A quick verification routine after each change
Whenever you change one of the settings above, it pays to verify the fix instead of trusting that "it should be better now." I keep a small checklist that takes under two minutes to run after every adjustment.
# 1. Confirm filesystem location
pwd | grep -q "^/mnt/c" && echo "still on Windows mount" || echo "on Linux fs"
# 2. Confirm inotify limits
echo "watches: $(cat /proc/sys/fs/inotify/max_user_watches)"
echo "instances: $(cat /proc/sys/fs/inotify/max_user_instances)"

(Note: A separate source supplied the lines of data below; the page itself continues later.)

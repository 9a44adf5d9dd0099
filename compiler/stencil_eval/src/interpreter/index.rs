//! Indexing and `a[k] = v` assignment.
//!
//! Containers are shared values, so assignment rebuilds the container
//! (copying only if someone else still holds it) and writes the new value
//! back into the variable it came from.

use std::sync::Arc;

use stencil_ir::{Expr, IndexExpr};

use super::Interpreter;
use crate::errors::{
    index_out_of_bounds, invalid_assignment_target, invalid_index, not_indexable,
    unknown_identifier, EvalError, EvalResult,
};
use crate::value::Value;

impl Interpreter {
    pub(super) fn eval_index(&mut self, index: &IndexExpr) -> EvalResult {
        if let Some(value_expr) = &index.value {
            let value = self.eval_expr(value_expr)?;
            self.store(&index.left, &index.index, value)?;
            return Ok(Value::Nil);
        }
        let container = self.eval_expr(&index.left)?;
        let key = self.eval_expr(&index.index)?;
        Ok(index_value(&container, &key)?)
    }

    /// `target[key] = value`, then write the rebuilt container back.
    fn store(&mut self, target: &Expr, key_expr: &Expr, value: Value) -> EvalResult<()> {
        let container = self.eval_expr(target)?;
        let key = self.eval_expr(key_expr)?;
        let updated = store_value(container, &key, value)?;
        self.write_back(target, updated)
    }

    fn write_back(&mut self, target: &Expr, value: Value) -> EvalResult<()> {
        match target {
            Expr::Ident(ident) => {
                if self.symbols.assign(&ident.name, value) {
                    Ok(())
                } else {
                    Err(unknown_identifier(&ident.name).into())
                }
            }
            Expr::Index(inner) => self.store(&inner.left, &inner.index, value),
            other => Err(invalid_assignment_target(&other.to_string()).into()),
        }
    }
}

/// Convert a non-negative int index into a position below `len`.
fn position(index: i64, len: usize) -> Result<usize, EvalError> {
    usize::try_from(index)
        .ok()
        .filter(|&i| i < len)
        .ok_or_else(|| index_out_of_bounds(index, len))
}

fn map_key(key: &Value) -> Option<String> {
    match key {
        Value::Str(s) | Value::Html(s) => Some(s.to_string()),
        Value::Int(n) => Some(n.to_string()),
        _ => None,
    }
}

/// `container[key]`.
///
/// Missing map keys read as `nil`; list and string positions must exist.
pub(crate) fn index_value(container: &Value, key: &Value) -> Result<Value, EvalError> {
    match (container, key) {
        (Value::Map(map), key) => {
            let key = map_key(key).ok_or_else(|| invalid_index("map", key.type_name()))?;
            Ok(map.get(&key).cloned().unwrap_or(Value::Nil))
        }
        (Value::List(items), Value::Int(i)) => Ok(items[position(*i, items.len())?].clone()),
        (Value::Str(s) | Value::Html(s), Value::Int(i)) => {
            let len = s.chars().count();
            let at = position(*i, len)?;
            Ok(s.chars().nth(at).map_or(Value::Nil, |c| Value::string(c.to_string())))
        }
        (Value::Range(range), Value::Int(i)) => {
            let at = position(*i, range.len())?;
            Ok(range.iter().nth(at).map_or(Value::Nil, Value::Int))
        }
        (Value::List(_) | Value::Str(_) | Value::Html(_) | Value::Range(_), key) => {
            Err(invalid_index(container.type_name(), key.type_name()))
        }
        _ => Err(not_indexable(container.type_name())),
    }
}

/// `container[key] = value` on a copy-on-write container.
fn store_value(container: Value, key: &Value, value: Value) -> Result<Value, EvalError> {
    match container {
        Value::Map(mut map) => {
            let key = map_key(key).ok_or_else(|| invalid_index("map", key.type_name()))?;
            Arc::make_mut(&mut map).insert(key, value);
            Ok(Value::Map(map))
        }
        Value::List(mut items) => {
            let Value::Int(i) = key else {
                return Err(invalid_index("list", key.type_name()));
            };
            let at = position(*i, items.len())?;
            Arc::make_mut(&mut items)[at] = value;
            Ok(Value::List(items))
        }
        other => Err(not_indexable(other.type_name())),
    }
}

#[cfg(test)]
mod tests {
    #![allow(clippy::unwrap_used, reason = "test assertions use unwrap for clarity")]

    use super::*;
    use crate::errors::EvalErrorKind;
    use crate::value::MapValue;

    #[test]
    fn test_list_bounds() {
        let list = Value::list(vec![Value::Int(1), Value::Int(2)]);
        assert_eq!(index_value(&list, &Value::Int(1)).unwrap(), Value::Int(2));
        let err = index_value(&list, &Value::Int(2)).unwrap_err();
        assert!(matches!(err.kind, EvalErrorKind::IndexOutOfBounds { index: 2, len: 2 }));
        assert!(index_value(&list, &Value::Int(-1)).is_err());
    }

    #[test]
    fn test_missing_map_key_is_nil() {
        let map: MapValue = [("a", Value::Int(1))].into_iter().collect();
        let map = Value::map(map);
        assert_eq!(index_value(&map, &Value::from("a")).unwrap(), Value::Int(1));
        assert_eq!(index_value(&map, &Value::from("b")).unwrap(), Value::Nil);
    }

    #[test]
    fn test_string_index_is_char_based() {
        let s = Value::from("héllo");
        assert_eq!(index_value(&s, &Value::Int(1)).unwrap(), Value::from("é"));
    }

    #[test]
    fn test_store_does_not_touch_shared_copy() {
        let original = Value::list(vec![Value::Int(1)]);
        let updated = store_value(original.clone(), &Value::Int(0), Value::Int(9)).unwrap();
        assert_eq!(original, Value::list(vec![Value::Int(1)]));
        assert_eq!(updated, Value::list(vec![Value::Int(9)]));
        assert!(store_value(original, &Value::Int(1), Value::Int(0)).is_err());
    }

    #[test]
    fn test_store_inserts_map_key() {
        let updated = store_value(Value::map(MapValue::new()), &Value::from("k"), Value::Int(1)).unwrap();
        assert_eq!(index_value(&updated, &Value::from("k")).unwrap(), Value::Int(1));
    }
}
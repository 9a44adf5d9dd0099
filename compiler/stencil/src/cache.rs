//! Compiled-template cache.
//!
//! The renderer needs only the four operations of [`TemplateCache`]; the
//! storage behind them is up to the host. [`InMemoryCache`] is the stock
//! process-local backend.

use parking_lot::RwLock;
use rustc_hash::FxHashMap;

use crate::template::Template;

/// Storage for parsed templates keyed by a caller-chosen identity.
///
/// Shared between concurrent renders, so implementations synchronize
/// internally. Stored entries are never mutated by the renderer; every
/// render works on its own copy.
pub trait TemplateCache: Send + Sync {
    fn get(&self, key: &str) -> Option<Template>;

    fn set(&self, key: &str, template: Template);

    /// Drop the entries for every key in `keys`. Unknown keys are ignored.
    fn delete(&self, keys: &[&str]);

    fn clear(&self);
}

/// A [`TemplateCache`] backed by a hash map behind a read-write lock.
#[derive(Debug, Default)]
pub struct InMemoryCache {
    entries: RwLock<FxHashMap<String, Template>>,
}

impl InMemoryCache {
    pub fn new() -> Self {
        InMemoryCache::default()
    }

    pub fn len(&self) -> usize {
        self.entries.read().len()
    }

    pub fn is_empty(&self) -> bool {
        self.entries.read().is_empty()
    }

    pub fn contains(&self, key: &str) -> bool {
        self.entries.read().contains_key(key)
    }
}

impl TemplateCache for InMemoryCache {
    fn get(&self, key: &str) -> Option<Template> {
        self.entries.read().get(key).cloned()
    }

    fn set(&self, key: &str, template: Template) {
        self.entries.write().insert(key.to_string(), template);
    }

    fn delete(&self, keys: &[&str]) {
        let mut entries = self.entries.write();
        for key in keys {
            entries.remove(*key);
        }
    }

    fn clear(&self) {
        self.entries.write().clear();
    }
}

# 3. Time a representative operation
time git status
# 4. Verify DNS latency
time nslookup generativelanguage.googleapis.com >/dev/nullIf any of those numbers look off, fix that one specific thing and re-run the checklist. I find this loop works better than tweaking three settings at once and trying to reason about which of them helped. When something breaks again three weeks later, you want to know exactly which knob to turn first, and a habit of measuring before and after gives you that confidence cheaply.
Wrap-up — the one move worth trying today
WSL2 + Antigravity slowness almost always boils down to two things: where your project lives and your inotify limit. So start there. Run pwd on your active project right now, and if you see /mnt/c/..., plan to move it under ~/projects before you sign off today. That single decision tends to be the one that changes how the next morning of coding feels — and it costs you nothing but a mv command.
It also stops you from accidentally regressing later: a teammate adds a new project under /mnt/c, copies your dotfiles over, and wonders why their machine is suddenly slow. Pointing them at pwd is faster than re-debugging the same problem from scratch.